3D X-ray scanners used to chart the evolution of avian flight

SCIENTISTS are charting the evolution of avian flight by digitally reconstructing extinct birds’ brains.

3D X-ray scanners used to chart the evolution of avian flight

The researchers are using 3D X-ray scanning equipment to analyse whole skulls and fossilised fragments, and recreate accurate 3D models of avian brains.

They hope the research could help them discover more about when birds first evolved the power of flight.

Bird skulls grow to a fixed size before the creatures leave the nest, with the brain then growing to almost completely fill the cavity space. This means bird skulls can be used accurately to calculate the size and shape of the brain. By working this out, the size of part of the brain called the flocculus can be established.

The flocculus integrates visual and balance signals during flight, allowing birds to focus on objects moving in three dimensions while they are flying.

Dr Stig Walsh, project leader and Senior Curator of Vertebrate Palaeobiology at National Museums Scotland, said: “By charting the relative size of parts of the avian brain we believe we can discover how the flocculus has evolved to deal with different flying abilities, giving us new information about when birds first evolved the power of flight.”

Central to the research is the question of whether a larger flocculus is directly linked to a greater ability to process the visual and balance signals during flight.

If proven, this could mark a major step forward in understanding bird evolution.

The research is a collaborative project between National Museums Scotland, the University of Abertay Dundee, and University of Lethbridge, Canada.

Dr Walsh said: “This research has only been recently made possible through advances in X-ray micro-CT scanning.

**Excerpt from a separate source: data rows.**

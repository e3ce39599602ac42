//! `remove` command.

use super::Outcome;
use crate::error::CliResult;
use rosterdb_core::{CoreError, StudentId, StudentStore};
use tracing::debug;

/// Removes a student by id.
pub fn run(store: &mut StudentStore, id: StudentId) -> CliResult<Outcome<'_>> {
    if store.remove(id) {
        Ok(Outcome::Removed(id))
    } else {
        debug!(%id, "remove of unknown id");
        Err(CoreError::not_found(id).into())
    }
}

Unlike medical scanners, which take a series of slice images through an object that may be up to 1.5 millimetres apart, the 3D scanner at Abertay University can be accurate up to six microns.

“By using such powerful equipment and around 100 different modern species we’re beginning to understand much more about the evolution of flight.”

The computer analysis digitally reconstructs the shape and size of the skull, and creates a 3D ‘virtual’ brain model from the cavity inside the skull that housed the brain in life.

The project is also looking at some of the rarest fossils in the world — including the only two skulls of a flightless sea bird from the Cretaceous Period around 100 million years ago. What makes the fossils so rare is they were preserved in three dimensions in soft clay, not flattened by the pressure of earth above them like most bird fossils.

Patsy Dello Sterpaio, joint project researcher at Abertay University, said: “This is a hugely exciting project, which benefits greatly from Abertay’s high-powered micro-CT scanner. We hope that this joint project can produce not only incredible images, but also help answer some of these important unresolved questions about the evolution of flight.”

The project is also looking at flightless birds such as the dodo, to see whether the flocculus has become smaller with loss of flight.